Congress plans to regulate cryptocurrencies through newly proposed bill: S.1241. It seeks to introduce a provision that would require anyone in possession of more than $10,000 in cryptocurrency to disclose it when passing a U.S. custom checkpoint.

This and other proposed provisions of the bill are at least problematic and will have implications which could lead to dividing digital currencies into “complaint” and “non-complaint” categories, or even risk to marginalize Bitcoin and Ethereum.

The Bitcoin Foundation Executive Director LLew Claasen denounces as “premature decision” to oversee cryptocurrency. So the Foundation has retained the Ciric Law Firm, PLLC for legal counsel to advice in its effort to fight against increasing federal and state regulation in the U.S. The effort is a response to the planned introduction of a bill that aims to bring Bitcoin into the scope of US money-laundering enforcement agencies.

Just as the FinTech (Financial Technology) use of cryptocurrency was stifled in New York by the adoption of the so called Bitlicence, will also have a similar negative effects.

The point is that by regulating the technology prematurely and too early, that will do harm to very innovative businesses and technologies.

Among the countries in the world there is different approach to digital currency, it ranges from regulatory friendly approach ( Japan, South Korea, Singapore, Australia, Canada, Russia…) to neutral (Switzerland ) and to more stifling ( USA) and even some states ban all cryptocurrencies.

-Australia is heading towards legalizing Bitcoin and other crypto. It’s a question whether to embrace the digital currencies or risk the future competitiveness in a lot more than $160Bln a year financial services.

As Senator Hume comments: Blockchain development in the Australia will be a major contributor in the technology revolution, so we are going to lead not to follow. Our nearest competition regulatory friendly countries like Singapore, Japan, South Korea, Hong Kong continued demonstrating exponential growth in their economy.

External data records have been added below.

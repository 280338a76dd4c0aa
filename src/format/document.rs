use image::RgbaImage;

use crate::container::DrawableContainer;
use crate::domain::CaptureDetails;

/// Persistent state of a surface, detached from any history or
/// selection. Owned, so it can be saved from another thread.
#[derive(Debug, Clone, PartialEq)]
pub struct Document {
    pub image: RgbaImage,
    /// Bottom to top
    pub elements: Vec<DrawableContainer>,
    pub capture: CaptureDetails,
    pub counter_start: i32,
}

impl Document {
    /// Document holding only a background
    pub fn new(image: RgbaImage) -> Self {
        Self {
            image,
            elements: Vec::new(),
            capture: CaptureDetails::default(),
            counter_start: 1,
        }
    }
}
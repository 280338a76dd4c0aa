//! Shared geometry calculations for element rendering

use crate::domain::Rect;

/// Arrow geometry constants
pub mod arrow {
    /// Smallest arrow head in pixels
    pub const HEAD_SIZE: f32 = 10.0;
    /// Head size growth per pixel of line thickness
    pub const HEAD_PER_THICKNESS: f32 = 3.0;
    /// Arrowhead angle from shaft in radians (35 degrees)
    pub const HEAD_ANGLE: f32 = 0.610_865_2; // 35.0_f32.to_radians()
    /// Minimum arrow length to get a head
    pub const MIN_LENGTH: f32 = 5.0;

    /// Head size for a line of the given thickness
    pub fn head_size(thickness: f32) -> f32 {
        HEAD_SIZE + thickness * HEAD_PER_THICKNESS
    }

    /// Calculate the two head line end points for a head at `tip`,
    /// pointing away from `tail`.
    /// Returns (head1_x, head1_y, head2_x, head2_y)
    pub fn head_points(
        tail: (f32, f32),
        tip: (f32, f32),
        head_size: f32,
    ) -> Option<(f32, f32, f32, f32)> {
        let dx = tip.0 - tail.0;
        let dy = tip.1 - tail.1;
        let length = (dx * dx + dy * dy).sqrt();
        if length < MIN_LENGTH {
            return None;
        }

        // Unit direction vector (pointing from tail to tip)
        let nx = dx / length;
        let ny = dy / length;

        let cos_a = HEAD_ANGLE.cos();
        let sin_a = HEAD_ANGLE.sin();

        // First head line (rotated clockwise from arrow direction)
        let head1_dx = -nx * cos_a + ny * sin_a;
        let head1_dy = -nx * sin_a - ny * cos_a;

        // Second head line (rotated counter-clockwise)
        let head2_dx = -nx * cos_a - ny * sin_a;
        let head2_dy = nx * sin_a - ny * cos_a;

        Some((
            tip.0 + head1_dx * head_size,
            tip.1 + head1_dy * head_size,
            tip.0 + head2_dx * head_size,
            tip.1 + head2_dy * head_size,
        ))
    }
}

/// Shape geometry constants
pub mod shape {
    /// Extra width of the shadow stroke on each side, in pixels
    pub const SHADOW_OUTLINE: f32 = 2.0;
    /// Shadow color alpha
    pub const SHADOW_ALPHA: u8 = 220;

    /// Ellipse bezier approximation constant: 4/3 * (sqrt(2) - 1)
    pub const BEZIER_K: f32 = 0.552_284_8;
}

/// Normalized float edges of a rectangle: (min_x, min_y, max_x, max_y)
#[inline]
pub fn normalize_rect(rect: Rect) -> (f32, f32, f32, f32) {
    let r = rect.normalized();
    (r.left as f32, r.top as f32, r.right as f32, r.bottom as f32)
}

/// Calculate ellipse center and radii from bounding box
#[inline]
pub fn ellipse_from_bounds(min_x: f32, min_y: f32, max_x: f32, max_y: f32) -> (f32, f32, f32, f32) {
    let cx = (min_x + max_x) * 0.5;
    let cy = (min_y + max_y) * 0.5;
    let rx = ((max_x - min_x) * 0.5).max(1.0);
    let ry = ((max_y - min_y) * 0.5).max(1.0);
    (cx, cy, rx, ry)
}

/// Pixel range `(x0, y0, x1, y1)`, end-exclusive, of `rect` inside an
/// image of the given size
pub fn pixel_range(rect: Rect, width: u32, height: u32) -> Option<(u32, u32, u32, u32)> {
    let image = Rect::new(0, 0, width as i32, height as i32);
    let clip = rect.intersect(image)?;
    Some((
        clip.left as u32,
        clip.top as u32,
        clip.right as u32,
        clip.bottom as u32,
    ))
}
//! Geometric types for element bounds and crop regions

use serde::{Deserialize, Serialize};

/// Rectangle in image pixel coordinates.
///
/// Edges are stored as drawn, so `right < left` is allowed. Line-like
/// elements use that to keep their direction: start is `(left, top)`,
/// end is `(right, bottom)`.
#[derive(Clone, Copy, Debug, Default, PartialEq, Eq, Hash, Serialize, Deserialize)]
pub struct Rect {
    pub left: i32,
    pub top: i32,
    pub right: i32,
    pub bottom: i32,
}

impl Rect {
    /// Create a new rectangle from coordinates
    pub fn new(left: i32, top: i32, right: i32, bottom: i32) -> Self {
        Self {
            left,
            top,
            right,
            bottom,
        }
    }

    /// Create a rectangle from an origin and a size
    pub fn from_xywh(x: i32, y: i32, width: i32, height: i32) -> Self {
        Self::new(x, y, x + width, y + height)
    }

    /// Rectangle with the same area whose edges are ordered
    pub fn normalized(&self) -> Rect {
        Rect {
            left: self.left.min(self.right),
            top: self.top.min(self.bottom),
            right: self.left.max(self.right),
            bottom: self.top.max(self.bottom),
        }
    }

    /// Calculate the intersection of two rectangles
    pub fn intersect(&self, other: Rect) -> Option<Rect> {
        let a = self.normalized();
        let b = other.normalized();
        let left = a.left.max(b.left);
        let top = a.top.max(b.top);
        let right = a.right.min(b.right);
        let bottom = a.bottom.min(b.bottom);
        if left < right && top < bottom {
            Some(Rect {
                left,
                top,
                right,
                bottom,
            })
        } else {
            None
        }
    }

    /// Translate the rectangle by the given offset
    pub fn translate(&self, x: i32, y: i32) -> Rect {
        Rect {
            left: self.left + x,
            top: self.top + y,
            right: self.right + x,
            bottom: self.bottom + y,
        }
    }

    /// Get the signed width of the rectangle
    pub fn width(&self) -> i32 {
        self.right - self.left
    }

    /// Get the signed height of the rectangle
    pub fn height(&self) -> i32 {
        self.bottom - self.top
    }

    pub fn is_empty(&self) -> bool {
        self.width() == 0 || self.height() == 0
    }

    /// Check if this rectangle contains a point
    pub fn contains_point(&self, x: i32, y: i32) -> bool {
        let r = self.normalized();
        x >= r.left && x < r.right && y >= r.top && y < r.bottom
    }
}

#[cfg(test)]
mod tests {
    use super::*;

    #[test]
    fn test_intersect_handles_reversed_edges() {
        let drawn_backwards = Rect::new(50, 50, 10, 10);
        let clip = Rect::new(0, 0, 30, 30);
        assert_eq!(drawn_backwards.intersect(clip), Some(Rect::new(10, 10, 30, 30)));
        assert_eq!(Rect::new(0, 0, 5, 5).intersect(Rect::new(5, 5, 9, 9)), None);
    }

    #[test]
    fn test_translate_keeps_direction() {
        let line = Rect::new(40, 40, 10, 20).translate(-10, 5);
        assert_eq!(line, Rect::new(30, 45, 0, 25));
        assert_eq!(line.width(), -30);
    }

    #[test]
    fn test_contains_point() {
        let r = Rect::from_xywh(10, 10, 5, 5);
        assert!(r.contains_point(10, 14));
        assert!(!r.contains_point(15, 10));
    }
}
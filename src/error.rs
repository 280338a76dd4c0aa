//! Error types for the document model and file formats.
//!
//! Each subsystem has its own enum; surface and format errors wrap the
//! field errors they can run into.

use thiserror::Error;

use crate::domain::ContainerId;
use crate::fields::{FieldType, ValueKind};

/// Errors raised by field writes.
#[derive(Error, Debug, Clone, PartialEq)]
pub enum FieldError {
    /// Value variant does not match the field type's domain
    #[error("{field_type} expects a {expected} value, got {actual}")]
    DomainMismatch {
        field_type: FieldType,
        expected: ValueKind,
        actual: ValueKind,
    },

    /// The holder does not expose this field type
    #[error("{0} is not supported by this element")]
    Unsupported(FieldType),
}

/// Undo/redo underflow.
#[derive(Error, Debug, Clone, Copy, PartialEq, Eq)]
pub enum HistoryError {
    #[error("nothing to undo")]
    NothingToUndo,

    #[error("nothing to redo")]
    NothingToRedo,
}

/// Errors raised by surface operations.
#[derive(Error, Debug)]
pub enum SurfaceError {
    #[error("element {0} is not on this surface")]
    UnknownElement(ContainerId),

    #[error("element {0} is already on this surface")]
    DuplicateElement(ContainerId),

    #[error("crop rectangle does not overlap the image")]
    EmptyCrop,

    #[error(transparent)]
    Field(#[from] FieldError),

    #[error(transparent)]
    Format(#[from] FormatError),
}

/// Errors raised while detecting, reading or writing a document file.
#[derive(Error, Debug)]
pub enum FormatError {
    /// Neither a zip signature nor a legacy trailing marker was found
    #[error("not a Greenshot file")]
    NotAGreenshotFile,

    /// A length field points outside the stream
    #[error("file is truncated")]
    TruncatedFile,

    #[error("unknown container type '{0}'")]
    UnknownContainerType(String),

    #[error("unknown field value type '{0}'")]
    UnknownFieldVariant(String),

    #[error("unknown field type '{0}'")]
    UnknownFieldType(String),

    #[error("invalid field value: {0}")]
    Field(#[from] FieldError),

    #[error("operation cancelled")]
    Cancelled,

    #[error("I/O error: {0}")]
    Io(#[from] std::io::Error),

    #[error("invalid content: {0}")]
    Json(#[from] serde_json::Error),

    #[error("archive error: {0}")]
    Zip(#[from] zip::result::ZipError),

    #[error("image error: {0}")]
    Image(#[from] image::ImageError),

    #[error("image encoding error: {0}")]
    Png(#[from] png::EncodingError),
}

/// Errors raised when reading or writing the editor configuration.
#[derive(Error, Debug)]
pub enum ConfigError {
    #[error("no configuration directory available")]
    NoConfigDir,

    #[error("I/O error: {0}")]
    Io(#[from] std::io::Error),

    #[error("invalid configuration: {0}")]
    Json(#[from] serde_json::Error),
}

-The Russian Finance Ministry will finalize proposal for cryptocurrency regulation, so the cryptocurrency purchasers will be required to prove their identity.

But aside from other things Bitcoin is a positive technology, and regulators should not view it as something dangerous.

Cryptocurrencies are here to stay, grow and have mostly positive impact in all aspects of our life.

Recent, positive, optimistic examples of blockchain technology implementation.

  • In Russia just today Ethereum strikes a deal with Russian State Development Bank, and is part of a series of steps that Russia are taking towards blockchain implementation.
  • Moscow Stock Exchange welcomes cryptocurrency trade, as President Vladimir Putin signals the country’s willingness to open its digital wallet.
  • ArabianBusiness has revealed that UAE Exchange, remittance operator with some 800 offices across 31 countries, is looking to partner San Francisco based FinTech firm Ripple to facilitate instant international money transfers.